The Internet has also significantly boosted interaction between doctors and patients. Under current laws in China, a licensed health care worker must practice at an actual (not virtual) medical institution. This rules out online hospitals. But thanks to information technologies, patient information about previous visits to different stationary hospitals has become available, accessible through the computer or handset of a physician a person consults, in person or online. For many conditions, such information, along with online communication, is sufficient for a doctor to come up with targeted solutions without meeting a patient face to face.
A Big Emerging Market
According to an ABI Research report, the market value of wireless online medical services will reach US $1.34 billion by 2016, when 30 million mobile gadgets will be connected to wireless medicalcare networks, and wearable medical sensors will number 100 million. These sensors might be a heart beat monitor, a blood-pressure gauge, or a bracelet gauging sleep quality. The data collected is automatically transferred by email to the wearers and their doctors for reference and analysis.
In the current situation of a grim imbalance in medical resource distribution, online services help meet the vital need of patients for better communication with their doctors. Surveys show that 64 percent of people are willing to try and pay for online medical services; 74 percent are open to wearable medical apparatus, all of them willing to pay; and 46 percent express a desire for medical consultations via mobile apps or networks, 75 percent of them willing to pay for the service.
Channeling of mobile medical services, voice messages and text messages is expected to give way to smart phones and mobile networks, with the latter taking predominance. Though most people accept a price tag for mobile medical services, cost remains a make-or-break factor. Service providers are therefore advised to levy low or no fees on customers, and resort to other operations for profits.

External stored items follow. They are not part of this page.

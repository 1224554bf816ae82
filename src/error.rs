//! Error types for the range cache

use thiserror::Error;

/// Result type alias using our Error type
pub type Result<T> = std::result::Result<T, Error>;

/// Errors that can occur in the range cache.
///
/// Misses and canceled waiters are ordinary outcomes and are reported through
/// `Option`, `bool` or [`EvictionStatus`](crate::cache::EvictionStatus), not here.
#[derive(Error, Debug)]
pub enum Error {
    /// Allocation failed; the operation left the cache unchanged
    #[error("Out of memory allocating {what}")]
    OutOfMemory { what: &'static str },

    /// Range end does not fit in a 64-bit offset
    #[error("Invalid byte range: offset {offset}, length {length}")]
    InvalidRange { offset: u64, length: u64 },

    /// Configuration error
    #[error("Configuration error: {0}")]
    Config(String),

    /// Waiter is still registered and cannot be registered again
    #[error("Eviction waiter {id} is already registered")]
    WaiterBusy { id: u64 },

    /// Waiter was allocated by a different cache
    #[error("Eviction waiter {id} belongs to another cache")]
    ForeignWaiter { id: u64 },

    /// Structural check failed
    #[error("Invariant violation: {0}")]
    InvariantViolation(String),
}

// =============================================================================
// Tests
// =============================================================================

At present, medical apps in China are in three categories: the first is about selfdiagnosis and remote consultation with doctors, as represented by Spring Rain; the second features disease management and post-surgery rehabilitation, Haodf. com being one example; and the third focuses on medication. An example is DXY, which offers advice on medication and the reading of medication guides.
According to a consultant with iiMedia Research, a world-famous third-party data mining and integrated marketing agency on the mobile Internet, mobile medical care has to overcome many obstacles before it can secure a footing in China. At present, medical resources still fall short of demand in the country, the accessibility level of public hospital information systems remaining low. Users of mobile healthcare services are relatively few and not active. How to generate a profit is also an issue. Spring Rain charges for online services, but paid customers account for only 5 percent of its clientele, and all their contributions go to the doctors. The question-and-answer function is free for users, but the website actually reaches into its own pocket to pay the responding doctors. The company seeks to make up the loss by soliciting advertisements for health products, like those for mothers and babies.
No matter what difficulties might be encountered at the startup stage, it is undeniable that the Internet is trending in the health-care sector, as it is in many other industries around the world.